Now I love discussing theology and I love to study the Bible. But when you hear about ten year old girls who are sold as sex slaves to adult men because it’s the only way that the rest of the family will be able to eat, there is a way that theological discussions begin to feel really insignificant. I begin to wonder if this is all just an intellectual exercise. For parents who don’t know how they are going to feed their kids, young men who are being treated worse than work horses, and little girls treated like sex toys, would I really be helping them by being able to explain to them the difference between justification and sanctification? And that’s assuming that they are even literate in the first place. When you are no longer in a land of affluence, teaching through biblical concepts and arguments inevitably must encounter never before seen challenges.

This is the world we live in: a world filled with slavery and poverty and illiteracy and disease and affliction and injustice of every kind. And it is this very world of brokenness that the gospel of Romans and Galatians breaks into. These are two things I know for sure. To say it another way, I hate that the world is filled with injustice and evil that causes indescribable pain for men, women, boys, and girls who are created in the image of God. And I love the gospel of Jesus Christ and believe with all my heart that it is the only hope for a world that is groaning in myriads of ways due to the pervasively devastating effects of the curse of sin. But the question for me is: specifically in his letter to the Romans (since it is more comprehensive), how do these realities fit together in Paul’s—more importantly, God’s—unfolding of the gospel? I feel the urgency and priority of setting human slaves free after going to a conference on human trafficking. And I know that this kind of liberation is a significant part of what Jesus came to accomplish through the gospel (Luke 4:18-19). But I don’t think that I would feel the urgency and priority of liberating human slaves if our last three weeks of class didn’t involve those movies or that conference. And that bothers me. Because the fact of the matter is that if our class wouldn’t have done things differently those two weeks, I would be pretty confident that I had grasped the gospel even though I wouldn’t have any thoughts of the millions of slaves that the gospel is meant to redeem. And I just don’t understand how I could be blind to that aspect of the gospel after spending so much time in Romans. In Romans, I saw that the gospel removes wrath. It removes guilt. It removes shame. It removes condemnation. It removes slavish fear. What I didn’t see was that the gospel should also remove affliction due to injustice. The gospel should also remove pain. The gospel should also remove bondage. The gospel should also remove poverty. The way that it does this is that as the gospel produces effects in me, it should also be producing effects through me. In removing guilt, shame, condemnation, and wrath from me, the gospel transforms me to be one who removes affliction, pain, bondage, and poverty from others.

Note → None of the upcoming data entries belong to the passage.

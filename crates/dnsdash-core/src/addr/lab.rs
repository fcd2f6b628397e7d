// # Address Lab
//
// Request/response layer over `addr::math`: single analyses, batches of
// randomized sample addresses and IPv4 subnet reports. Never touches the
// network and keeps no state between calls.

use rand::Rng;
use serde::{Deserialize, Serialize};
use tracing::debug;

use super::math::{
    self, ArpaName, Ipv6Address, Ipv6Prefix, SubnetReport, parse_ipv4_prefix, parse_ipv6,
    parse_ipv6_prefix, to_arpa_name,
};
use crate::config::LabConfig;
use crate::error::{Error, Result};

/// Result of analysing one IPv6 address
#[derive(Debug, Clone, PartialEq, Eq, Serialize, Deserialize)]
pub struct Analysis {
    /// The address in canonical compressed form
    pub input: String,
    /// Fully expanded form
    pub expanded: String,
    pub arpa: ArpaName,
}

/// One generated address and its reverse name
#[derive(Debug, Clone, PartialEq, Eq, Serialize, Deserialize)]
pub struct Sample {
    pub address: String,
    pub arpa: ArpaName,
}

/// Address laboratory
#[derive(Debug, Clone)]
pub struct AddressLab {
    max_samples: usize,
}

impl AddressLab {
    pub fn new(config: &LabConfig) -> Self {
        Self {
            max_samples: config.max_samples,
        }
    }

    pub fn max_samples(&self) -> usize {
        self.max_samples
    }

    /// Parse an address and derive its reverse name
    pub fn analyze(&self, text: &str) -> Result<Analysis> {
        let address = parse_ipv6(text)?;
        Ok(analysis_of(&address))
    }

    /// Generate `count` independent random addresses inside `prefix`
    ///
    /// Samples are independent draws; duplicates are possible.
    pub fn generate_samples(&self, prefix: &Ipv6Prefix, count: usize) -> Result<Vec<Sample>> {
        self.generate_samples_with(prefix, count, &mut rand::thread_rng())
    }

    /// [`AddressLab::generate_samples`] with a caller-supplied RNG
    pub fn generate_samples_with<R: Rng + ?Sized>(
        &self,
        prefix: &Ipv6Prefix,
        count: usize,
        rng: &mut R,
    ) -> Result<Vec<Sample>> {
        if count > self.max_samples {
            return Err(Error::validation(format!(
                "sample count {} exceeds the limit of {}",
                count, self.max_samples
            )));
        }
        debug!("Generating {} sample(s) within {}", count, prefix);

        Ok((0..count)
            .map(|_| {
                let address = math::random_within_prefix_with(prefix, rng);
                Sample {
                    address: address.to_string(),
                    arpa: to_arpa_name(&address),
                }
            })
            .collect())
    }

    /// Parse `address/length` text, then generate samples
    pub fn generate_samples_from_text(&self, text: &str, count: usize) -> Result<Vec<Sample>> {
        let prefix = parse_ipv6_prefix(text)?;
        self.generate_samples(&prefix, count)
    }

    /// IPv4 subnet report for `a.b.c.d/length` text
    pub fn subnet(&self, text: &str) -> Result<SubnetReport> {
        let prefix = parse_ipv4_prefix(text)?;
        Ok(math::subnet_report(&prefix))
    }
}

impl Default for AddressLab {
    fn default() -> Self {
        Self::new(&LabConfig::default())
    }
}

fn analysis_of(address: &Ipv6Address) -> Analysis {
    Analysis {
        input: address.to_string(),
        expanded: address.expanded(),
        arpa: to_arpa_name(address),
    }
}
impl fmt::Display for RecordData {
    fn fmt(&self, f: &mut fmt::Formatter<'_>) -> fmt::Result {
        match self {
            Self::A { address } => write!(f, "{}", address),
            Self::Aaaa { address } => write!(f, "{}", address),
            Self::Cname { target } | Self::Ptr { target } => f.write_str(target),
            Self::Ns { nameserver } => f.write_str(nameserver),
            Self::Txt { text } => f.write_str(text),
            Self::Mx { priority, exchange } => write!(f, "{} {}", priority, exchange),
            Self::Srv {
                priority,
                weight,
                port,
                target,
            } => write!(f, "{} {} {} {}", priority, weight, port, target),
            Self::Caa { flags, tag, value } => write!(f, "{} {} \"{}\"", flags, tag, value),
            Self::Generic { content, .. } => f.write_str(content),
        }
    }
}

fn split_fields<'a>(content: &'a str, n: usize, kind: &str, shape: &str) -> Result<Vec<&'a str>> {
    let fields: Vec<&str> = content.split_whitespace().collect();
    if fields.len() != n {
        return Err(Error::validation(format!(
            "{} content must be '{}', got '{}'",
            kind, shape, content
        )));
    }
    Ok(fields)
}

fn parse_num<T: FromStr>(field: &str, what: &str) -> Result<T> {
    field
        .parse()
        .map_err(|_| Error::validation(format!("invalid {} '{}'", what, field)))
}

fn parse_caa(content: &str) -> Result<RecordData> {
    let malformed = || {
        Error::validation(format!(
            "CAA content must be 'flags tag \"value\"', got '{}'",
            content
        ))
    };

    let (flags, rest) = content.split_once(char::is_whitespace).ok_or_else(malformed)?;
    let (tag, value) = rest
        .trim_start()
        .split_once(char::is_whitespace)
        .ok_or_else(malformed)?;
    if tag.is_empty() || !tag.chars().all(|c| c.is_ascii_alphanumeric()) {
        return Err(malformed());
    }
    let value = value.trim();
    if value.is_empty() {
        return Err(malformed());
    }
    let value = value
        .strip_prefix('"')
        .and_then(|v| v.strip_suffix('"'))
        .unwrap_or(value);
    Ok(RecordData::Caa {
        flags: parse_num(flags, "CAA flags")?,
        tag: tag.to_string(),
        value: value.to_string(),
    })
}

fn data_num<T: TryFrom<u64>>(data: &Value, key: &str) -> Result<T> {
    data[key]
        .as_u64()
        .and_then(|n| T::try_from(n).ok())
        .ok_or_else(|| Error::remote(format!("Invalid response format: data.{} is not a valid number", key)))
}

fn data_str(data: &Value, key: &str) -> Result<String> {
    data[key]
        .as_str()
        .map(str::to_string)
        .ok_or_else(|| Error::remote(format!("Invalid response format: data.{} is not a string", key)))
}

/// Accept [`TTL_AUTO`] or an explicit value within [`TTL_MIN`]..=[`TTL_MAX`]
pub fn validate_ttl(ttl: u32) -> Result<()> {
    if ttl == TTL_AUTO || (TTL_MIN..=TTL_MAX).contains(&ttl) {
        Ok(())
    } else {
        Err(Error::validation(format!(
            "TTL {} must be {} (automatic) or between {} and {}",
            ttl, TTL_AUTO, TTL_MIN, TTL_MAX
        )))
    }
}

fn validate_name(name: &str) -> Result<()> {
    let name = name.trim();
    if name.is_empty() {
        return Err(Error::validation("record name is required"));
    }
    if name.len() > 253 {
        return Err(Error::validation(format!(
            "record name too long: {} chars (max 253)",
            name.len()
        )));
    }
    Ok(())
}

/// A DNS record as held by the remote system
#[derive(Debug, Clone, PartialEq, Eq)]
pub struct DnsRecord {
    /// Remote-assigned identifier, opaque and immutable
    pub id: String,
    pub name: String,
    pub data: RecordData,
    pub proxied: bool,
    pub ttl: u32,
}

impl DnsRecord {
    pub fn record_type(&self) -> RecordType {
        self.data.record_type()
    }

    pub fn content(&self) -> String {
        self.data.content()
    }

    pub fn is_proxyable(&self) -> bool {
        self.record_type().is_proxyable()
    }
}

/// DNS record payload as returned by the remote API
#[derive(Debug, Clone, Deserialize)]
pub struct WireRecord {
    pub id: String,
    #[serde(rename = "type")]
    pub record_type: String,
    pub name: String,
    #[serde(default)]
    pub content: String,
    #[serde(default)]
    pub proxied: bool,
    #[serde(default = "default_ttl")]
    pub ttl: u32,
    #[serde(default)]
    pub priority: Option<u16>,
    #[serde(default)]
    pub data: Option<Value>,
}

fn default_ttl() -> u32 {
    TTL_AUTO
}

impl TryFrom<WireRecord> for DnsRecord {
    type Error = Error;

    fn try_from(wire: WireRecord) -> Result<Self> {
        let record_type: RecordType = wire.record_type.parse()?;
        let data = RecordData::from_wire(
            record_type,
            &wire.content,
            wire.priority,
            wire.data.as_ref(),
        )?;
        Ok(DnsRecord {
            id: wire.id,
            name: wire.name,
            data,
            proxied: wire.proxied,
            ttl: wire.ttl,
        })
    }
}

/// Fields for a record that does not exist yet
#[derive(Debug, Clone, PartialEq, Eq)]
pub struct NewRecord {
    pub name: String,
    pub data: RecordData,
    pub proxied: bool,
    pub ttl: u32,
}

I wrote this paper for the sake of my soul, to make sure that I really grasp the gospel. May the Lord help us all to better grasp the glorious gospel of His mercy and grace so that in more deeply grasping His mercy to us (because none of us grasps it deeply enough), we will all the more freely offer that same mercy to others (because none of us offers it freely enough), especially those who are most desperate for it.